**PROBLEM TO SOLVE**
From the entries below, output the line with "repository 8757edfdcf9bd61b" and each following line up to and including the line with "let header = local.chain.header_of(height).await.unwrap();", exactly as written.

**RECORD EXCERPTS**
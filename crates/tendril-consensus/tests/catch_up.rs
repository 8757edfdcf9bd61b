//! Synchronizer catch-up against an in-process peer.

mod common;

use common::{connect, extend, keys, node};
use tendril_consensus::{generate_devnet_genesis, SyncEvent};
use tendril_p2p::PeerRegistry;
use tendril_types::Hashable;

#[tokio::test]
async fn test_catch_up_reaches_peer_height() {
    common::init_tracing();
    let genesis = generate_devnet_genesis(4);
    let keys = keys(4);
    let local = node(&genesis).await;
    let remote = node(&genesis).await;

    extend(&local, &keys, 0).await;
    extend(&remote, &keys, 150).await;
    assert_eq!(local.chain.height().await.unwrap(), 1);
    assert_eq!(remote.chain.height().await.unwrap(), 151);

    connect(&local, &remote, 7, false).await;
    let mut events = local.sync.subscribe();
    assert!(local.sync.catch_up().await.unwrap());

    assert_eq!(local.chain.height().await.unwrap(), 151);
    assert_eq!(local.chain.consented_height().await.unwrap(), 151);
    for height in 2..=151 {
        let header = local.chain.header_of(height).await.unwrap();
        assert_eq!(header.hash(), remote.chain.hash_of(height).await.unwrap());
        assert_eq!(
            header.last_block_hash,
            local.chain.hash_of(height - 1).await.unwrap()
        );
        let body = local.chain.body_of(height).await.unwrap();
        body.validate_against(&header).unwrap();
    }
    assert_eq!(
        local.chain.consensus_of(151).await.unwrap(),
        remote.chain.consensus_of(151).await.unwrap()
    );

    let mut caught_up = false;
    while let Ok(event) = events.try_recv() {
        if let SyncEvent::CaughtUp { height } = event {
            assert_eq!(height, 151);
            caught_up = true;
        }
    }
    assert!(caught_up);

    // Nothing left to fetch.
    assert!(!local.sync.catch_up().await.unwrap());
}

#[tokio::test]
async fn test_broken_header_chain_drops_peer() {
    let genesis = generate_devnet_genesis(4);
    let keys = keys(4);
    let local = node(&genesis).await;
    let remote = node(&genesis).await;

    extend(&local, &keys, 0).await;
    extend(&remote, &keys, 10).await;

    let peer = connect(&local, &remote, 9, true).await;
    let mut events = local.sync.subscribe();
    assert!(!local.sync.catch_up().await.unwrap());

    assert_eq!(local.chain.height().await.unwrap(), 1);
    assert!(local.peers.get(&peer).is_none());
    assert!(matches!(
        events.try_recv(),
        Ok(SyncEvent::PeerDropped { peer: dropped, .. }) if dropped == peer
    ));
}

#[tokio::test]
async fn test_gossiped_blocks_from_peer_are_admitted() {
    let genesis = generate_devnet_genesis(4);
    let keys = keys(4);
    let local = node(&genesis).await;
    let remote = node(&genesis).await;

    extend(&local, &keys, 0).await;
    extend(&remote, &keys, 3).await;
    let peer = connect(&local, &remote, 3, false).await;

    // Deliver highest first; admission still goes in height order.
    for height in (2..=4).rev() {
        let block = remote.chain.block_of(height).await.unwrap();
        let consensus = remote.chain.consensus_of(height).await.unwrap();
        local.sync.new_block(block, consensus, peer).await.unwrap();
    }
    local.sync.process_pending().await.unwrap();

    assert_eq!(local.chain.height().await.unwrap(), 4);
    assert_eq!(
        local.chain.hash_of(4).await.unwrap(),
        remote.chain.hash_of(4).await.unwrap()
    );
}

**EXERCISE OUTPUT**
repository 8757edfdcf9bd61b
//! Synchronizer catch-up against an in-process peer.

mod common;

use common::{connect, extend, keys, node};
use tendril_consensus::{generate_devnet_genesis, SyncEvent};
use tendril_p2p::PeerRegistry;
use tendril_types::Hashable;

#[tokio::test]
async fn test_catch_up_reaches_peer_height() {
    common::init_tracing();
    let genesis = generate_devnet_genesis(4);
    let keys = keys(4);
    let local = node(&genesis).await;
    let remote = node(&genesis).await;

    extend(&local, &keys, 0).await;
    extend(&remote, &keys, 150).await;
    assert_eq!(local.chain.height().await.unwrap(), 1);
    assert_eq!(remote.chain.height().await.unwrap(), 151);

    connect(&local, &remote, 7, false).await;
    let mut events = local.sync.subscribe();
    assert!(local.sync.catch_up().await.unwrap());

    assert_eq!(local.chain.height().await.unwrap(), 151);
    assert_eq!(local.chain.consented_height().await.unwrap(), 151);
    for height in 2..=151 {
        let header = local.chain.header_of(height).await.unwrap();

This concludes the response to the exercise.